Desiccant (adsorption) dryer: how it works, dew point and sizing
The adsorption dryer — also called a desiccant dryer — dries compressed air by binding water vapour to the surface of a solid desiccant. It reaches a pressure dew point (PDP) of −40 °C to −70 °C, where a refrigerated dryer tops out around +3 °C. It is the required choice as soon as piping is exposed to freezing or the process needs very dry air (instrumentation, ISO 8573-1 Class 1 and 2). In return, it consumes purge air to regenerate and demands careful upstream filtration.
Adsorption or refrigeration: which for which need?
The two families do not play in the same dew-point range, nor at the same operating cost.
| Refrigerated dryer | Desiccant dryer | |
|---|---|---|
| Typical dew point | ≈ +3 °C (Class 4) | −40 °C (Class 2) to −70 °C (Class 1) |
| Below freezing | No | Yes |
| Energy / maintenance cost | Lowest | Higher (purge air + desiccant) |
| Flow loss | None | ≈ 15% as purge air (heatless) |
| Typical use | General industry, heated shop | Freezing, outdoors, instrument air, critical processes |
For the detailed trade-off, see Refrigerated or desiccant dryer: how to choose and the Choosing a refrigerated dryer article.
How a desiccant dryer works
The dryer has two towers filled with desiccant.

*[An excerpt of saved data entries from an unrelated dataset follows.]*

//! Live listing snapshots.
//!
//! Each subscription watches the listing collection and hands its handler the
//! complete, decoded collection after every change, newest first.

use serde_json::Map;
use std::sync::Arc;
use std::sync::atomic::{AtomicBool, Ordering};
use templr_core::config::StoreSettings;
use templr_core::listing::{DataSnapshot, DocumentStore, Listing, demo_listings};
use templr_core::{Result, Subscription, TemplrError};
use tokio::sync::Mutex;

/// Decodes a collection snapshot into listings, most recently created first.
///
/// Records that fail to decode are skipped with a warning.
pub fn decode_snapshot(snapshot: &DataSnapshot) -> Vec<Listing> {
    let mut listings: Vec<Listing> = snapshot
        .children()
        .into_iter()
        .filter_map(|(key, record)| match Listing::from_record(key, record) {
            Ok(listing) => Some(listing),
            Err(e) => {
                tracing::warn!(
                    "[ListingSynchronizer] Skipping malformed listing '{}': {}",
                    key,
                    e
                );
                None
            }
        })
        .collect();
    listings.reverse();
    listings
}

/// Maintains live listing snapshots and seeds an empty collection once.
pub struct ListingSynchronizer {
    store: Arc<dyn DocumentStore>,
    settings: StoreSettings,
    seed_lock: Arc<Mutex<()>>,
}

impl ListingSynchronizer {
    pub fn new(store: Arc<dyn DocumentStore>, settings: StoreSettings) -> Self {
        Self {
            store,
            settings,
            seed_lock: Arc::new(Mutex::new(())),
        }
    }

    /// Opens a live subscription to the listing collection.
    ///
    /// Waits for the first snapshot and delivers it before returning, so the
    /// handler has run at least once when this resolves. If that first
    /// snapshot is empty and seeding is enabled, the demonstration listings
    /// are written and arrive in the next snapshot. Later snapshots are
    /// delivered in order from a background task until the subscription is
    /// unsubscribed.
    ///
    /// # Errors
    ///
    /// Returns `DataAccess` if the store refuses the watch or closes it before
    /// the first snapshot.
    pub async fn subscribe_to_listings<F>(&self, handler: F) -> Result<Subscription>
    where
        F: Fn(&[Listing]) + Send + Sync + 'static,
    {
        let path = self.settings.listings_path.clone();
        let mut snapshots = self.store.watch(&path).await?;
        let first = snapshots.recv().await.ok_or_else(|| {
            TemplrError::data_access(format!(
                "Watch on '{}' closed before the first snapshot",
                path
            ))
        })?;

        handler(&decode_snapshot(&first));

        if !first.exists() && self.settings.seed_demo_listings {
            if let Err(e) = self.seed_if_empty().await {
                tracing::error!("[ListingSynchronizer] Seeding '{}' failed: {}", path, e);
            }
        }

        let active = Arc::new(AtomicBool::new(true));
        let forwarding = {
            let active = active.clone();
            tokio::spawn(async move {
                while let Some(snapshot) = snapshots.recv().await {
                    if !active.load(Ordering::SeqCst) {
                        break;
                    }
                    handler(&decode_snapshot(&snapshot));
                }
                tracing::debug!(target: "templr::listings", "[ListingSynchronizer] Watch on '{}' ended", path);
            })
        };

        let abort = forwarding.abort_handle();
        Ok(Subscription::new(active, move || abort.abort()))
    }

    /// Single-shot read of the current collection, newest first.
    pub async fn fetch_listings(&self) -> Result<Vec<Listing>> {
        let snapshot = self.store.get_once(&self.settings.listings_path).await?;
        Ok(decode_snapshot(&snapshot))
    }

    /// Writes the demonstration listings if the collection is empty.
    ///
    /// Returns whether anything was written. Concurrent callers serialize on
    /// a lock and each re-checks existence with a single-shot read, so at most
    /// one of them writes. All records go out in one merge, so watchers see
    /// the full set in a single snapshot.
    pub async fn seed_if_empty(&self) -> Result<bool> {
        let _guard = self.seed_lock.lock().await;
        let path = &self.settings.listings_path;

        if self.store.get_once(path).await?.exists() {
            tracing::debug!("[ListingSynchronizer] '{}' already populated, not seeding", path);
            return Ok(false);
        }

        let mut records = Map::new();
        for listing in demo_listings() {
            records.insert(self.store.generate_key(), listing.to_record()?);
        }
        let count = records.len();
        self.store.update(path, records).await?;

        tracing::info!("[ListingSynchronizer] Seeded '{}' with {} demo listings", path, count);
        Ok(true)
    }
}

#[cfg(test)]
mod tests {
    use super::*;
    use serde_json::json;
    use templr_core::listing::DEMO_LISTING_COUNT;
    use templr_infrastructure::MemoryDocumentStore;
    use tokio::sync::mpsc;

    fn settings(seed: bool) -> StoreSettings {
        StoreSettings {
            seed_demo_listings: seed,
            ..StoreSettings::default()
        }
    }

    async fn subscribe(
        sync: &ListingSynchronizer,
    ) -> (Subscription, mpsc::UnboundedReceiver<Vec<Listing>>) {
        let (tx, rx) = mpsc::unbounded_channel();
        let sub = sync
            .subscribe_to_listings(move |listings| {
                let _ = tx.send(listings.to_vec());
            })
            .await
            .unwrap();
        (sub, rx)
    }

    #[test]
    fn test_decode_reverses_and_skips_malformed() {
        let snapshot = DataSnapshot::new(
            "templates",
            Some(json!({
                "-a": {"title": "First", "category": "Blog"},
                "-b": {"title": "Broken", "category": "Nonsense"},
                "-c": {"title": "Third", "category": "SaaS"},
            })),
        );
        let listings = decode_snapshot(&snapshot);
        let ids: Vec<&str> = listings.iter().map(|l| l.id.as_str()).collect();
        assert_eq!(ids, vec!["-c", "-a"]);
    }

    #[tokio::test]
    async fn test_empty_collection_is_seeded_once() {
        let store = Arc::new(MemoryDocumentStore::new());
        let sync = ListingSynchronizer::new(store.clone(), settings(true));

        let (sub, mut rx) = subscribe(&sync).await;
        assert!(rx.recv().await.unwrap().is_empty());
        let seeded = rx.recv().await.unwrap();
        assert_eq!(seeded.len(), DEMO_LISTING_COUNT);

        // A second subscriber sees a populated collection and adds nothing.
        let (sub2, mut rx2) = subscribe(&sync).await;
        assert_eq!(rx2.recv().await.unwrap().len(), DEMO_LISTING_COUNT);
        assert_eq!(sync.fetch_listings().await.unwrap().len(), DEMO_LISTING_COUNT);
        assert!(!sync.seed_if_empty().await.unwrap());

        sub.unsubscribe();
        sub2.unsubscribe();
    }

    #[tokio::test]
    async fn test_concurrent_seeding_writes_once() {
        let store = Arc::new(MemoryDocumentStore::new());
        let sync = Arc::new(ListingSynchronizer::new(store.clone(), settings(true)));

        let a = tokio::spawn({
            let sync = sync.clone();
            async move { sync.seed_if_empty().await.unwrap() }
        });
        let b = tokio::spawn({
            let sync = sync.clone();
            async move { sync.seed_if_empty().await.unwrap() }
        });
        let wrote = [a.await.unwrap(), b.await.unwrap()];

        assert_eq!(wrote.iter().filter(|w| **w).count(), 1);
        assert_eq!(sync.fetch_listings().await.unwrap().len(), DEMO_LISTING_COUNT);
        assert_eq!(store.write_count(), 1);
    }

    #[tokio::test]
    async fn test_seeding_disabled_leaves_collection_empty() {
        let store = Arc::new(MemoryDocumentStore::new());
        let sync = ListingSynchronizer::new(store.clone(), settings(false));

        let (sub, mut rx) = subscribe(&sync).await;
        assert!(rx.recv().await.unwrap().is_empty());
        assert_eq!(store.write_count(), 0);
        sub.unsubscribe();
    }

    #[tokio::test]
    async fn test_snapshots_are_newest_first() {
        let store = Arc::new(MemoryDocumentStore::new());
        let sync = ListingSynchronizer::new(store.clone(), settings(false));
        let (sub, mut rx) = subscribe(&sync).await;
        rx.recv().await.unwrap();

        store
            .push("templates", json!({"title": "Old", "category": "Blog"}))
            .await
            .unwrap();
        store
            .push("templates", json!({"title": "New", "category": "Blog"}))
            .await
            .unwrap();

        rx.recv().await.unwrap();
        let titles: Vec<String> = rx
            .recv()
            .await
            .unwrap()
            .into_iter()
            .map(|l| l.title)
            .collect();
        assert_eq!(titles, vec!["New", "Old"]);
        sub.unsubscribe();
    }

    #[tokio::test]
    async fn test_unsubscribe_is_idempotent_and_stops_delivery() {
        let store = Arc::new(MemoryDocumentStore::new());
        let sync = ListingSynchronizer::new(store.clone(), settings(false));
        let (sub, mut rx) = subscribe(&sync).await;
        rx.recv().await.unwrap();

        sub.unsubscribe();
        sub.unsubscribe();
        assert!(!sub.is_active());

        store
            .push("templates", json!({"title": "Late", "category": "Blog"}))
            .await
            .unwrap();
        // The forwarding task is gone, so the sender is dropped and nothing arrives.
        assert!(rx.recv().await.is_none());
    }

    #[tokio::test]
    async fn test_watch_failure_is_reported() {
        let store = Arc::new(MemoryDocumentStore::new());
        store.set_offline(true);
        let sync = ListingSynchronizer::new(store, settings(true));

        let err = sync.subscribe_to_listings(|_| {}).await.unwrap_err();
        assert!(matches!(err, TemplrError::DataAccess(_)));
    }
}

At any moment, one tower dries the air while the other regenerates; the towers swap roles at a fixed interval.
- Drying. Humid compressed air, already stripped of liquid water by a separator and pre-filter, flows up through the active tower. The desiccant adsorbs the water vapour (surface binding — not to be confused with absorption) and lowers the dew point. Dry air exits the top, passes a check valve, then a dust post-filter, on to the network.
- Regeneration. A fraction of the dry air produced is drawn off at the outlet, depressurised to atmospheric pressure (purge air), then routed top-down through the saturated tower. This dry, expanded air picks up the moisture released by the desiccant and carries it outside through a muffler.
- Switchover. After a set time, the regenerated tower is slowly re-pressurised, then the roles reverse: the fresh tower dries, the saturated tower regenerates.
This is the principle of heatless regeneration: regeneration uses only depressurised dry air, with no heating. Simple and reliable, it is the most common method for small to medium flows; in return it consumes purge air continuously.
Dew point and ISO 8573-1 classes
The target dew point sets the desiccant type and the purge air required.
| Pressure dew point (PDP) | ISO 8573-1 class | Typical desiccant |
|---|---|---|
| −40 °C (−40 °F) | Class 2 | Activated alumina (standard) |
| −70 °C (−94 °F) | Class 1 | High-performance desiccant / molecular sieve |
The lower the target dew point, the larger the dryer must be for the same flow (see sizing below) and the more purge air it uses. For the dew-point concept and the quality classes, see Compressed-air dew point and ISO 8573-1 air quality.
Mandatory filtration, upstream and downstream
A desiccant dryer is sensitive to liquid water and oil: they foul the desiccant, raise the pressure drop and degrade the dew point. The filtration chain is not optional.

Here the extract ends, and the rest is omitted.